* Your instructions
Of the material below, only the lines from the line containing "pub(crate) struct Backend" down to the line containing "if let Some(path)" belong in the answer, written out exactly.

------------------------------------------------------------------------

//! Backend connection

use std::{path::PathBuf, sync::Arc};

use storefront::{
    cart::Cart,
    gateway::GraphqlCartGateway,
    store::CartStore,
    sync::{CartSync, ReconciliationPolicy},
};
use tokio::time::sleep;
use tracing::debug;

use crate::{config::backend::BackendConfig, session};

/// Gateway and cart state for one CLI invocation.
#[derive(Debug)]
pub(crate) struct Backend {
    gateway: GraphqlCartGateway,
    sync: CartSync,
    reconciliation: ReconciliationPolicy,
    session_file: Option<PathBuf>,
}

impl Backend {
    /// Connects to the configured backend, resuming a saved session if any.
    pub(crate) async fn connect(config: &BackendConfig) -> Result<Self, String> {
        let mut gateway = GraphqlCartGateway::new(config.gateway());

        if let Some(path) = &config.session_file
            && let Some(token) = session::load(path).await?
        {
            debug!(path = %path.display(), "resuming saved cart session");

            gateway = gateway.with_session(token);
        }

        // The process may exit before a spawned re-read fires, so
        // reconciliation runs in the foreground through `settle`.
        let sync = CartSync::new(
            Arc::new(gateway.clone()),
            CartStore::new(),
            ReconciliationPolicy::disabled(),
        );

        Ok(Self {
            gateway,
            sync,
            reconciliation: config.reconciliation(),
            session_file: config.session_file.clone(),
        })
    }

    pub(crate) fn sync(&self) -> &CartSync {
        &self.sync
    }

    /// Waits out the settle delay, then re-reads the cart.
    pub(crate) async fn settle(&self) -> Option<Cart> {
        if let Some(delay) = self.reconciliation.settle_delay {
            sleep(delay).await;

            self.sync.reconcile().await;
        }

        self.sync.store().cart()
    }

    /// Saves the current session token, if a session file is configured.
    pub(crate) async fn persist_session(&self) -> Result<(), String> {
        let (Some(path), Some(token)) = (&self.session_file, self.gateway.session()) else {
            return Ok(());
        };

        session::save(path, &token).await
    }
}
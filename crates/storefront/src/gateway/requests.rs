//! Cart mutation inputs.

use std::num::NonZeroU32;

use serde::Serialize;

use crate::ids::{IdempotencyToken, ProductId, VariationId};

/// `AddToCart` mutation input.
#[derive(Debug, Clone, PartialEq, Eq, Serialize)]
#[serde(rename_all = "camelCase")]
pub struct AddToCart {
    /// Token the backend uses to deduplicate retries of this request.
    #[serde(rename = "clientMutationId")]
    pub idempotency_token: IdempotencyToken,

    /// Product to add
    pub product_id: ProductId,

    /// Variation to add, for variable products.
    #[serde(skip_serializing_if = "Option::is_none")]
    pub variation_id: Option<VariationId>,

    /// Number of units to add
    pub quantity: NonZeroU32,
}

impl AddToCart {
    /// Creates an input for the given product with a fresh idempotency token.
    #[must_use]
    pub fn new(product_id: ProductId, quantity: NonZeroU32) -> Self {
        Self {
            idempotency_token: IdempotencyToken::new(),
            product_id,
            variation_id: None,
            quantity,
        }
    }

    /// Targets a specific variation of the product.
    #[must_use]
    pub fn with_variation(mut self, variation_id: VariationId) -> Self {
        self.variation_id = Some(variation_id);
        self
    }
}

/// `UpdateItemQuantities` mutation input.
#[derive(Debug, Clone, PartialEq, Eq, Serialize)]
#[serde(rename_all = "camelCase")]
pub struct UpdateItemQuantities {
    /// Token the backend uses to deduplicate retries of this request.
    #[serde(rename = "clientMutationId")]
    pub idempotency_token: IdempotencyToken,

    /// New quantities by cart line key.
    pub items: Vec<QuantityUpdate>,
}

impl UpdateItemQuantities {
    /// Creates an input with a fresh idempotency token.
    #[must_use]
    pub fn new(items: Vec<QuantityUpdate>) -> Self {
        Self {
            idempotency_token: IdempotencyToken::new(),
            items,
        }
    }
}

/// New quantity for one cart line. Zero removes the line.
#[derive(Debug, Clone, PartialEq, Eq, Serialize)]
pub struct QuantityUpdate {
    /// Backend cart line key
    pub key: String,

    /// New quantity
    pub quantity: u32,
}
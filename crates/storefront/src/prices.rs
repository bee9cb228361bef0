//! Prices

use std::str::FromStr;

use rust_decimal::Decimal;
use tracing::warn;

/// Parses a backend money string such as `"kr 1,000.00"` into an amount.
///
/// Everything other than digits, `.` and `-` is discarded first. A value that
/// still does not parse is treated as zero.
pub fn parse_price(raw: &str) -> Decimal {
    let cleaned: String = raw
        .chars()
        .filter(|c| c.is_ascii_digit() || matches!(c, '.' | '-'))
        .collect();

    if cleaned.is_empty() {
        return Decimal::ZERO;
    }

    Decimal::from_str(&cleaned).unwrap_or_else(|error| {
        warn!(raw, %error, "unparsable price, treating as zero");

        Decimal::ZERO
    })
}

------------------------------------------------------------------------

* Exercise output
pub(crate) struct Backend {
    gateway: GraphqlCartGateway,
    sync: CartSync,
    reconciliation: ReconciliationPolicy,
    session_file: Option<PathBuf>,
}

impl Backend {
    /// Connects to the configured backend, resuming a saved session if any.
    pub(crate) async fn connect(config: &BackendConfig) -> Result<Self, String> {
        let mut gateway = GraphqlCartGateway::new(config.gateway());

        if let Some(path) = &config.session_file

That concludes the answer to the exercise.